Derailed: Doing Business in Chinaeggplant2019-02-28T17:30:13+00:00
Derailed: Doing Business in China
In 1904, Tjong A Fie, his brother Tjong Yong Hian, and their cousin Cheong Fatt Tze embarked on a journey that would showcase the difficulties of doing business in China for an Overseas Chinese.
Credit: Tropenmuseum at the National Museum of World Cultures.
Tjong A Fie was born in 1860 in ‘Hakka capital’ Meixian when the Taiping Rebellion, the Punti-Hakka Clan Wars, and the Second Opium War were all in full swing. As if the wars and rebellions weren’t enough, Meixian also faced severe population pressure and subsequent food shortages.

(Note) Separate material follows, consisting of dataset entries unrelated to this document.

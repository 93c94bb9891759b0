//! # colony_component
//!
//! Storage core of the colony entity store: the "C" half of entity/component.
//!
//! This crate provides:
//!
//! - [`EntityId`]: positive 32-bit entity identifiers; zero marks a free block.
//! - [`ValueType`]: fixed-width and side-map value codecs.
//! - [`ComponentType`]: a named property schema plus a packed, growable,
//!   entity-addressable block buffer with online compaction.
//! - [`Property`]: typed, offset-addressed access to one field, with optional
//!   [`ValueRange`] clamping.
//! - [`ComponentObserver`]: the seam through which a coordinator hears about
//!   component adds and removes.

pub mod component;
pub mod config;
pub mod entity;
pub mod error;
pub mod layout;
pub mod property;
pub mod range;
mod store;
pub mod value;

pub use component::{ComponentObserver, ComponentType, ComponentTypeId};
pub use config::StoreConfig;
pub use entity::EntityId;
pub use error::StoreError;
pub use layout::{BlockLayout, HEADER_SIZE, PropertySlot};
pub use property::Property;
pub use range::ValueRange;
pub use store::SlotState;
pub use value::ValueType;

Around the age of 17, Tjong A Fie set sail for Sumatra in Indonesia. Basing himself in Medan, he spent the next two decades building extremely successful tobacco, tea, and coconut plantations and mining businesses, bringing him honorary titles from the Dutch as well as the Chinese. Over the years, he and his brother also imported over 10,000 coolies from China to work at their Indonesian businesses.

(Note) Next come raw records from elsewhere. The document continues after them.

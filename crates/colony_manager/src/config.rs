//! Entity manager configuration.

use serde::{Deserialize, Serialize};

use crate::error::ManagerError;

/// Id space of one entity manager.
#[derive(Debug, Clone, PartialEq, Eq, Serialize, Deserialize)]
#[serde(default)]
pub struct ManagerConfig {
    /// Smallest id ever issued. Must be at least 1.
    pub first_entity_id: u32,
    /// Largest id ever issued before wrapping back to `first_entity_id`.
    pub last_entity_id: u32,
}

impl Default for ManagerConfig {
    fn default() -> Self {
        Self {
            first_entity_id: 1,
            last_entity_id: i32::MAX as u32 - 3,
        }
    }
}

impl ManagerConfig {
    /// Restrict issued ids to `first..=last`.
    #[must_use]
    pub fn with_id_range(mut self, first: u32, last: u32) -> Self {
        self.first_entity_id = first;
        self.last_entity_id = last;
        self
    }

    /// Number of distinct ids in the range.
    #[must_use]
    pub fn id_space(&self) -> u64 {
        u64::from(self.last_entity_id) - u64::from(self.first_entity_id) + 1
    }

    /// # Errors
    ///
    /// Returns [`ManagerError::InvalidConfig`] if the range is empty, starts
    /// at zero, or reaches past `i32::MAX`.
    pub fn validate(&self) -> Result<(), ManagerError> {
        if self.first_entity_id == 0 {
            return Err(ManagerError::InvalidConfig(
                "first_entity_id must be at least 1".into(),
            ));
        }
        if self.first_entity_id > self.last_entity_id {
            return Err(ManagerError::InvalidConfig(format!(
                "first_entity_id ({}) is above last_entity_id ({})",
                self.first_entity_id, self.last_entity_id
            )));
        }
        if self.last_entity_id > i32::MAX as u32 {
            return Err(ManagerError::InvalidConfig(format!(
                "last_entity_id ({}) exceeds {}",
                self.last_entity_id,
                i32::MAX
            )));
        }
        Ok(())
    }
}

Investing in the Motherland
At the age of 44, the brothers with their cousin Cheong Fatt Tze, a successful Teochew Hakka businessman from Malaysia, decided to turn to their roots and invest in a project back in China: a railway between Chaozhou and Shantou. If only they had known the challenges awaiting them!

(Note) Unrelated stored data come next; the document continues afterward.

//! Coordinator error types.

use colony_component::StoreError;

/// Errors raised by the [`EntityManager`](crate::EntityManager).
#[derive(Debug, thiserror::Error)]
pub enum ManagerError {
    /// A storage-layer failure.
    #[error(transparent)]
    Store(#[from] StoreError),

    /// A component kind with this name is already registered.
    #[error("component type '{component}' is already registered")]
    DuplicateComponentType {
        /// Component kind name.
        component: String,
    },

    /// A processor with this name is already registered.
    #[error("processor '{processor}' is already registered")]
    DuplicateProcessor {
        /// Processor name.
        processor: String,
    },

    /// The listener is already attached to the group.
    #[error("listener is already attached to entity group {group}")]
    DuplicateListener {
        /// Group id.
        group: u32,
    },

    /// The component kind is not registered with this manager.
    #[error("component type '{component}' is not registered with this entity manager")]
    UnregisteredComponentType {
        /// Component kind name.
        component: String,
    },

    /// The same component kind was listed twice in one request.
    #[error("component type '{component}' was listed more than once")]
    RepeatedComponentType {
        /// Component kind name.
        component: String,
    },

    /// The entity is not live.
    #[error("{entity} does not exist")]
    UnknownEntity {
        /// The entity.
        entity: colony_component::EntityId,
    },

    /// Registration is only allowed before the first tick.
    #[error("registration is closed once the entity manager has been initialised")]
    RegistrationClosed,

    /// Every id in the configured range is live.
    #[error("entity id space exhausted ({live} live entities)")]
    IdsExhausted {
        /// Number of live entities.
        live: usize,
    },

    /// A processor callback failed.
    #[error("processor '{processor}' failed: {source}")]
    Processor {
        /// Processor name.
        processor: String,
        /// The processor's error.
        source: anyhow::Error,
    },

    /// The processor list is already in use further up the call stack.
    #[error("entity manager lifecycle called re-entrantly from a processor")]
    Reentrant,

    /// The manager has been shut down.
    #[error("entity manager has been shut down")]
    ShutDown,

    /// Rejected manager configuration.
    #[error("invalid manager configuration: {0}")]
    InvalidConfig(String),
}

The men invested an initial USD $300,000 into the building of a 24-mile railway between Chaozhou and Shantou – the first project to ever be entirely financed and managed by overseas Chinese businessmen.
The Swatow Railway
Using existing business ties, construction was outsourced to a Japanese company. The locomotives and train carriages were imported from Japan and the United States. The railway’s senior operations staff were all Japanese, including the drivers and guards, with Chinese staff hired for less important functions. It did not take long before the problems started.
Off the Rails
First, conflicts arose over land acquisition rights. Then, after the construction company had started building the line, discontent grew among local villagers over the lack of compensation for their demolished houses. Tensions were raised considerably when ancestral graves of local villagers were removed. To top it off, the Japanese workers were accused of harassing local Chinese women. It was a time when China was already sensitive about being dictated to by foreign powers, but of all the foreigners, the Japanese had a particularly bad reputation. In the ten years to 1904, the Japanese had committed numerous offenses and invasions in China.
As a consequence, the project incurred huge cost overruns, triggered nationalist student protests, and led to the brutal murder of two Japanese workers. While the railway was completed many years later, it continued to run into difficulties and eventually was taken over by Chinese National Railways in the 1920s.